> _EXERCISE REQUIREMENTS_
Reproduce every entry exactly as written.
RAW DATA: Begin
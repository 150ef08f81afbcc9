//! City Climate Dashboard
//!
//! A single page with a world map of the snapshot day, the monthly aggregate
//! table (downloadable as CSV), a month by city comparison table, the maximum
//! temperature lines of all cities, and two city-filtered charts.
//!
//! Data flow:
//! 1. `build.rs` copies the four fixture CSVs into `OUT_DIR`.
//! 2. `include_str!` embeds them into the WASM binary.
//! 3. On mount the CSVs are parsed, aggregated once and wrapped in a session
//!    registry; every slot is drawn from the session's initial render.
//! 4. When a city selector changes, the new value goes through the registry
//!    and only the slots bound to that selector are redrawn.

use climate_bindings::{
    dashboard::{
        dashboard_registry, BAR_CHART, CITY_COMPARISON_TABLE, CITY_DROPDOWN, CITY_RADIO,
        MAX_TEMP_LINE, MIN_TEMP_LINE, MONTHLY_TABLE, OUTPUTS, WORLD_MAP,
    },
    InputId, OutputId, SessionId, SessionRegistry,
};
use climate_chart_ui::components::{
    ChartHeader, CityDropdown, CityRadio, DownloadButton, ErrorDisplay, LoadingSpinner,
    SlotContainer,
};
use climate_chart_ui::js_bridge;
use climate_chart_ui::state::{AppState, BROWSER_SESSION};
use climate_obs::DatasetStore;
use climate_views::{DashboardConfig, DashboardData};
use dioxus::prelude::*;
use std::sync::Arc;

const CLIMATE_CSV: &str = include_str!(concat!(env!("OUT_DIR"), "/climate_final.csv"));
const TEMPERATURE_CSV: &str = include_str!(concat!(env!("OUT_DIR"), "/df_temp.csv"));
const MONTHLY_AVG_CSV: &str = include_str!(concat!(env!("OUT_DIR"), "/df_monthly_avg.csv"));
const MONTHLY_FINAL_CSV: &str = include_str!(concat!(env!("OUT_DIR"), "/df_monthly_final.csv"));

fn main() {
    dioxus_logger::init(dioxus_logger::tracing::Level::INFO).expect("failed to init logger");
    dioxus::LaunchBuilder::new()
        .with_cfg(dioxus::web::Config::new().rootname("climate-dashboard-root"))
        .launch(App);
}

/// One config for both the selector signals and the binding graph.
fn dashboard_config() -> DashboardConfig {
    DashboardConfig::default()
}

/// Parse the embedded datasets and derive every static aggregate.
fn load_registry(config: DashboardConfig) -> Result<SessionRegistry<DashboardData>, String> {
    let store = DatasetStore::from_csv(
        CLIMATE_CSV,
        TEMPERATURE_CSV,
        MONTHLY_AVG_CSV,
        MONTHLY_FINAL_CSV,
    )
    .map_err(|e| format!("Failed to load climate data: {}", e))?;
    let data = DashboardData::build(store, config)
        .map_err(|e| format!("Failed to aggregate climate data: {}", e))?;
    dashboard_registry(data).map_err(|e| format!("Failed to wire the dashboard: {}", e))
}

fn draw_slot(registry: &SessionRegistry<DashboardData>, session: &SessionId, output: OutputId) {
    match registry.view(session, output.as_str()) {
        Ok(view) => js_bridge::render_view(output.as_str(), &view),
        Err(e) => {
            log::error!("cannot draw {}: {}", output, e);
            js_bridge::destroy_chart(output.as_str());
        }
    }
}

/// Push a selector value into the session and redraw what it recomputed.
fn apply_selection(mut state: AppState, input: InputId, value: &str) {
    let Some((registry, session)) = state.active() else {
        return;
    };
    match registry.select(&session, input.as_str(), value) {
        Ok(outputs) => {
            for output in outputs {
                draw_slot(&registry, &session, output);
            }
        }
        Err(e) => {
            log::error!("selection {}={} failed: {}", input, value, e);
            state.error_msg.set(Some(e.to_string()));
        }
    }
}

#[component]
fn App() -> Element {
    let mut state = use_context_provider(|| AppState::new(&dashboard_config()));

    // ─── Effect 1: load data and draw every slot once on mount ───
    use_effect(move || {
        let registry = match load_registry(dashboard_config()) {
            Ok(registry) => Arc::new(registry),
            Err(message) => {
                log::error!("{}", message);
                state.error_msg.set(Some(message));
                state.loading.set(false);
                return;
            }
        };
        let session = registry.open(BROWSER_SESSION);

        js_bridge::init_charts();
        for output in OUTPUTS {
            draw_slot(&registry, &session, output);
        }

        state.registry.set(Some(registry));
        state.session.set(Some(session));
        state.loading.set(false);
    });

    // ─── Effect 2: dropdown drives the bar chart ───
    use_effect(move || {
        let city = (state.dropdown_city)();
        apply_selection(state, CITY_DROPDOWN, &city);
    });

    // ─── Effect 3: radio drives the minimum temperature line ───
    use_effect(move || {
        let city = (state.radio_city)();
        apply_selection(state, CITY_RADIO, &city);
    });

    rsx! {
        div {
            style: "max-width: 960px; margin: 0 auto; padding: 8px; font-family: system-ui, -apple-system, sans-serif;",

            h1 { style: "font-size: 24px;", "City Climate Dashboard" }

            ErrorDisplay {}

            if *state.loading.read() {
                LoadingSpinner {}
            } else {
                SlotContainer {
                    slot: WORLD_MAP.as_str().to_string(),
                    min_height: 380,
                    ChartHeader {
                        title: "Average temperature around the world".to_string(),
                        note: "Snapshot of a single day".to_string(),
                    }
                }

                SlotContainer {
                    slot: MONTHLY_TABLE.as_str().to_string(),
                    ChartHeader { title: "Monthly averages per city".to_string() }
                    DownloadButton {}
                }

                SlotContainer {
                    slot: CITY_COMPARISON_TABLE.as_str().to_string(),
                    ChartHeader { title: "Cities side by side".to_string() }
                }

                SlotContainer {
                    slot: MAX_TEMP_LINE.as_str().to_string(),
                    min_height: 380,
                    ChartHeader { title: "Average maximum temperature".to_string() }
                }

                SlotContainer {
                    slot: BAR_CHART.as_str().to_string(),
                    min_height: 380,
                    ChartHeader { title: "Monthly temperature of one city".to_string() }
                    CityDropdown {}
                }

                SlotContainer {
                    slot: MIN_TEMP_LINE.as_str().to_string(),
                    min_height: 380,
                    ChartHeader { title: "Average minimum temperature".to_string() }
                    CityRadio {}
                }
            }
        }
    }
}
RAW DATA: End
> _SOLUTION FOR THIS TASK_
repository 150ef08f81afbcc9
//! City Climate Dashboard
//!
//! A single page with a world map of the snapshot day, the monthly aggregate
//! table (downloadable as CSV), a month by city comparison table, the maximum
//! temperature lines of all cities, and two city-filtered charts.
//!
//! Data flow:
//! 1. `build.rs` copies the four fixture CSVs into `OUT_DIR`.
//! 2. `include_str!` embeds them into the WASM binary.
//! 3. On mount the CSVs are parsed, aggregated once and wrapped in a session
//!    registry; every slot is drawn from the session's initial render.
//! 4. When a city selector changes, the new value goes through the registry
//!    and only the slots bound to that selector are redrawn.

use climate_bindings::{
    dashboard::{
        dashboard_registry, BAR_CHART, CITY_COMPARISON_TABLE, CITY_DROPDOWN, CITY_RADIO,
        MAX_TEMP_LINE, MIN_TEMP_LINE, MONTHLY_TABLE, OUTPUTS, WORLD_MAP,
    },
    InputId, OutputId, SessionId, SessionRegistry,
};
use climate_chart_ui::components::{
    ChartHeader, CityDropdown, CityRadio, DownloadButton, ErrorDisplay, LoadingSpinner,
    SlotContainer,
};
use climate_chart_ui::js_bridge;
use climate_chart_ui::state::{AppState, BROWSER_SESSION};
use climate_obs::DatasetStore;
use climate_views::{DashboardConfig, DashboardData};
use dioxus::prelude::*;
use std::sync::Arc;

const CLIMATE_CSV: &str = include_str!(concat!(env!("OUT_DIR"), "/climate_final.csv"));
const TEMPERATURE_CSV: &str = include_str!(concat!(env!("OUT_DIR"), "/df_temp.csv"));
const MONTHLY_AVG_CSV: &str = include_str!(concat!(env!("OUT_DIR"), "/df_monthly_avg.csv"));
const MONTHLY_FINAL_CSV: &str = include_str!(concat!(env!("OUT_DIR"), "/df_monthly_final.csv"));

fn main() {
    dioxus_logger::init(dioxus_logger::tracing::Level::INFO).expect("failed to init logger");
    dioxus::LaunchBuilder::new()
        .with_cfg(dioxus::web::Config::new().rootname("climate-dashboard-root"))
        .launch(App);
}

/// One config for both the selector signals and the binding graph.
fn dashboard_config() -> DashboardConfig {
    DashboardConfig::default()
}

/// Parse the embedded datasets and derive every static aggregate.
fn load_registry(config: DashboardConfig) -> Result<SessionRegistry<DashboardData>, String> {
    let store = DatasetStore::from_csv(
        CLIMATE_CSV,
        TEMPERATURE_CSV,
        MONTHLY_AVG_CSV,
        MONTHLY_FINAL_CSV,
    )
    .map_err(|e| format!("Failed to load climate data: {}", e))?;
    let data = DashboardData::build(store, config)
        .map_err(|e| format!("Failed to aggregate climate data: {}", e))?;
    dashboard_registry(data).map_err(|e| format!("Failed to wire the dashboard: {}", e))
}

fn draw_slot(registry: &SessionRegistry<DashboardData>, session: &SessionId, output: OutputId) {
    match registry.view(session, output.as_str()) {
        Ok(view) => js_bridge::render_view(output.as_str(), &view),
        Err(e) => {
            log::error!("cannot draw {}: {}", output, e);
            js_bridge::destroy_chart(output.as_str());
        }
    }
}

/// Push a selector value into the session and redraw what it recomputed.
fn apply_selection(mut state: AppState, input: InputId, value: &str) {
    let Some((registry, session)) = state.active() else {
        return;
    };
    match registry.select(&session, input.as_str(), value) {
        Ok(outputs) => {
            for output in outputs {
                draw_slot(&registry, &session, output);
            }
        }
        Err(e) => {
            log::error!("selection {}={} failed: {}", input, value, e);
            state.error_msg.set(Some(e.to_string()));
        }
    }
}

#[component]
fn App() -> Element {
    let mut state = use_context_provider(|| AppState::new(&dashboard_config()));

    // ─── Effect 1: load data and draw every slot once on mount ───
    use_effect(move || {
        let registry = match load_registry(dashboard_config()) {
            Ok(registry) => Arc::new(registry),
            Err(message) => {
                log::error!("{}", message);
                state.error_msg.set(Some(message));
                state.loading.set(false);
                return;
            }
        };
        let session = registry.open(BROWSER_SESSION);

        js_bridge::init_charts();
        for output in OUTPUTS {
            draw_slot(&registry, &session, output);
        }

        state.registry.set(Some(registry));
        state.session.set(Some(session));
        state.loading.set(false);
    });

    // ─── Effect 2: dropdown drives the bar chart ───
    use_effect(move || {
        let city = (state.dropdown_city)();
        apply_selection(state, CITY_DROPDOWN, &city);
    });

    // ─── Effect 3: radio drives the minimum temperature line ───
    use_effect(move || {
        let city = (state.radio_city)();
        apply_selection(state, CITY_RADIO, &city);
    });

    rsx! {
        div {
            style: "max-width: 960px; margin: 0 auto; padding: 8px; font-family: system-ui, -apple-system, sans-serif;",

            h1 { style: "font-size: 24px;", "City Climate Dashboard" }

            ErrorDisplay {}

            if *state.loading.read() {
                LoadingSpinner {}
            } else {
                SlotContainer {
                    slot: WORLD_MAP.as_str().to_string(),
                    min_height: 380,
                    ChartHeader {
                        title: "Average temperature around the world".to_string(),
                        note: "Snapshot of a single day".to_string(),
                    }
                }

                SlotContainer {
                    slot: MONTHLY_TABLE.as_str().to_string(),
                    ChartHeader { title: "Monthly averages per city".to_string() }
                    DownloadButton {}
                }

                SlotContainer {
                    slot: CITY_COMPARISON_TABLE.as_str().to_string(),
                    ChartHeader { title: "Cities side by side".to_string() }
                }

                SlotContainer {
                    slot: MAX_TEMP_LINE.as_str().to_string(),
                    min_height: 380,
                    ChartHeader { title: "Average maximum temperature".to_string() }
                }

                SlotContainer {
                    slot: BAR_CHART.as_str().to_string(),
                    min_height: 380,
                    ChartHeader { title: "Monthly temperature of one city".to_string() }
                    CityDropdown {}
                }

                SlotContainer {
                    slot: MIN_TEMP_LINE.as_str().to_string(),
                    min_height: 380,
                    ChartHeader { title: "Average minimum temperature".to_string() }
                    CityRadio {}
                }
            }
        }
    }
}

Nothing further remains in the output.